Iraq was peaceful because the Sunnis had been bribed to stand down, the Sh’ite government backed off trying to enforce its writ in the Sunni (and Kurdish) areas, and because the ethnic cleansing had run its course.

“One can argue whether the Iraq war was justified or whether it was too costly. But it is a distortion of history to say that it was not successful. It removed a tyrant and established a democratic government under a new constitution. These gains were hard-won and to denigrate them is to insult those who did the fighting.”

LOL! A tyrant was indeed removed, but in his place, not a democratic government, but a sectarian regime, under an imposed constitution, has taken his place. That tyrant actually held the country together with a minimum of bloodshed, and there was little sectarian violence under his rule. The sectarian regime currently in office has no legitimacy outside of Sh’ite areas, and is roundly ignored in Sunni and Kurdish areas. What has happened is that the country, after enduring a decade or more of crippling, US-insisted upon sanctions, has been invaded, its infrastructure, physical and political, destroyed, been reduced to anarchy, civil war, guerilla war and terrorism, and is now splitting apart at the seems. Mission Accomplished!

“It is easy to sit back and snipe, but such sniping is what brought about the collapse of support for a free Iraq and the subsequent rise of the demonic ISIS. Thanks, folks. Keep up the good work. The blood is on your hands.”

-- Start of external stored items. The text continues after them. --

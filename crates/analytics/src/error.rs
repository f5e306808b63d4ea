use thiserror::Error;

#[derive(Debug, Error, Clone, PartialEq, Eq)]
pub enum AnalysisError {
    #[error("invalid job input: {0}")]
    InvalidInput(String),

    #[error("analysis failed: {0}")]
    AnalysisFailed(String),

    #[error("internal error: {0}")]
    Internal(String),
}
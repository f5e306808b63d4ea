use std::sync::Arc;

use axum::{
    extract::{Extension, Path, Query},
    http::StatusCode,
    response::IntoResponse,
    routing::{get, post},
    Json, Router,
};

use shelflife_infra::sync::SyncStatus;

use crate::app::dto::{BatchResponse, ProcessQueueRequest, SyncQueueQuery};
use crate::app::errors;
use crate::app::routes::common::{parse_item_id, parse_store_id};
use crate::app::services::AppServices;

const DEFAULT_LIST_LIMIT: usize = 100;
const MAX_LIST_LIMIT: usize = 1000;
const MAX_PROCESS_BATCH: usize = 500;

pub fn router() -> Router {
    Router::new()
        .route("/sync-queue", get(list_items))
        .route("/sync-queue/stats", get(stats))
        .route("/sync-queue/process", post(process_queue))
        .route("/sync-queue/:item_id/retry", post(retry_item))
}

pub async fn process_queue(
    Extension(services): Extension<Arc<AppServices>>,
    Path(store_id): Path<String>,
    body: Option<Json<ProcessQueueRequest>>,
) -> axum::response::Response {
    let store_id = match parse_store_id(&store_id) {
        Ok(id) => id,
        Err(resp) => return resp,
    };
    let max_batch = match body.and_then(|Json(b)| b.max_batch) {
        None => services.engine().settings().sync_batch,
        Some(n) if (1..=MAX_PROCESS_BATCH).contains(&n) => n,
        Some(_) => {
            return errors::json_error(
                StatusCode::BAD_REQUEST,
                "validation_error",
                format!("max_batch must be between 1 and {MAX_PROCESS_BATCH}"),
            );
        }
    };

    match services
        .engine()
        .run_sync(store_id, max_batch, services.shutdown_token())
        .await
    {
        Ok(outcome) => (StatusCode::OK, Json(BatchResponse::from(outcome))).into_response(),
        Err(e) => errors::stage_error_to_response(e),
    }
}

pub async fn list_items(
    Extension(services): Extension<Arc<AppServices>>,
    Path(store_id): Path<String>,
    Query(query): Query<SyncQueueQuery>,
) -> axum::response::Response {
    let store_id = match parse_store_id(&store_id) {
        Ok(id) => id,
        Err(resp) => return resp,
    };
    let status = match query.status.as_deref() {
        None | Some("") => None,
        Some(raw) => match SyncStatus::parse(raw) {
            Some(s) => Some(s),
            None => {
                return errors::json_error(
                    StatusCode::BAD_REQUEST,
                    "invalid_status",
                    "status must be one of: pending, syncing, completed, failed",
                );
            }
        },
    };
    let limit = query.limit.unwrap_or(DEFAULT_LIST_LIMIT).min(MAX_LIST_LIMIT);

    match services
        .engine()
        .processor()
        .store()
        .list(store_id, status, limit)
        .await
    {
        Ok(items) => (StatusCode::OK, Json(items)).into_response(),
        Err(e) => errors::sync_error_to_response(e),
    }
}

pub async fn stats(
    Extension(services): Extension<Arc<AppServices>>,
    Path(store_id): Path<String>,
) -> axum::response::Response {
    let store_id = match parse_store_id(&store_id) {
        Ok(id) => id,
        Err(resp) => return resp,
    };

    match services.engine().processor().stats(store_id).await {
        Ok(stats) => (StatusCode::OK, Json(stats)).into_response(),
        Err(e) => errors::sync_error_to_response(e),
    }
}

pub async fn retry_item(
    Extension(services): Extension<Arc<AppServices>>,
    Path((store_id, item_id)): Path<(String, String)>,
) -> axum::response::Response {
    let store_id = match parse_store_id(&store_id) {
        Ok(id) => id,
        Err(resp) => return resp,
    };
    let item_id = match parse_item_id(&item_id) {
        Ok(id) => id,
        Err(resp) => return resp,
    };

    match services.engine().processor().retry_item(store_id, item_id).await {
        Ok(item) => (StatusCode::OK, Json(item)).into_response(),
        Err(e) => errors::sync_error_to_response(e),
    }
}
use axum::Router;

pub mod automation;
pub mod catalog;
pub mod common;
pub mod correlations;
pub mod events;
pub mod pricing;
pub mod sync_queue;
pub mod system;
pub mod waste;

/// Router for all store-scoped endpoints.
pub fn router() -> Router {
    let store = Router::new()
        .merge(automation::router())
        .merge(catalog::router())
        .merge(sync_queue::router())
        .merge(pricing::router())
        .merge(waste::router())
        .merge(correlations::router())
        .merge(events::router());

    Router::new().nest("/stores/:store_id", store)
}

The blood, and the rise of ISIS, is a direct result of the choice to bring down the Saddam regime, and also the failure to have any real idea as to what to put in his place. Remember Chalabi? Remember the Iraqi “liberals?” Who had no backing whatsoever from the Iraqi public.

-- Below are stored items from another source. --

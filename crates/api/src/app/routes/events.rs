use std::sync::Arc;

use axum::{
    extract::{Extension, Path},
    response::IntoResponse,
    routing::get,
    Router,
};

use crate::app::routes::common::parse_store_id;
use crate::app::services::{self, AppServices};

pub fn router() -> Router {
    Router::new().route("/events", get(stream_events))
}

/// GET /stores/:store_id/events
///
/// Server-sent stream of the store's engine events (price changes, sync transitions, stage
/// failures, run summaries). Lossy: a slow client misses events rather than slowing the engine.
pub async fn stream_events(
    Extension(services): Extension<Arc<AppServices>>,
    Path(store_id): Path<String>,
) -> axum::response::Response {
    let store_id = match parse_store_id(&store_id) {
        Ok(id) => id,
        Err(resp) => return resp,
    };

    let subscription = services.subscribe_events();
    tracing::debug!(store = %store_id, subscribers = services.event_subscribers(), "event stream opened");
    services::store_sse_stream(subscription, store_id).into_response()
}
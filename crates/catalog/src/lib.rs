//! Catalog snapshots consumed by the engine.
//!
//! Products and order line items are owned by the inventory/sales store; this crate only
//! models the shape the engine reads and validates it at the boundary (no IO).

pub mod order;
pub mod product;

pub use order::LineItem;
pub use product::Product;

We created a vacuum, and then had to acquiesce to a Sh’ite dominated regime because there was no other choice. That regime has no support in roughly two thirds of the country. Moreover, the USA, and its Iraqi “allies,” eliminated any secular, Ba’athist Sunni alternatives, and so ISIS is the natural, and last, choice of the Sunnis.

Rosemary:

“’The reality was that Iraq was not going to allow us to stay. There was very little opportunity to let us stay in Iraq.’” LOL

“What does the opinion of the country we have illegally invade and occupied matter??”

It actually matters quite a bit, in the long run. The US could not just occupy Iraq indefinitely. At some point, some sort of Iraqi government had to be installed. And, again, the best the US could get was a Sh’ite dominated regime. And such a regime was not going to agree to endless US troop presence, with full immunity. (As an aside, US troop immunity was a major selling point of the Sh’ite clerics in the 1979 Iranian Revolution against the Shah.)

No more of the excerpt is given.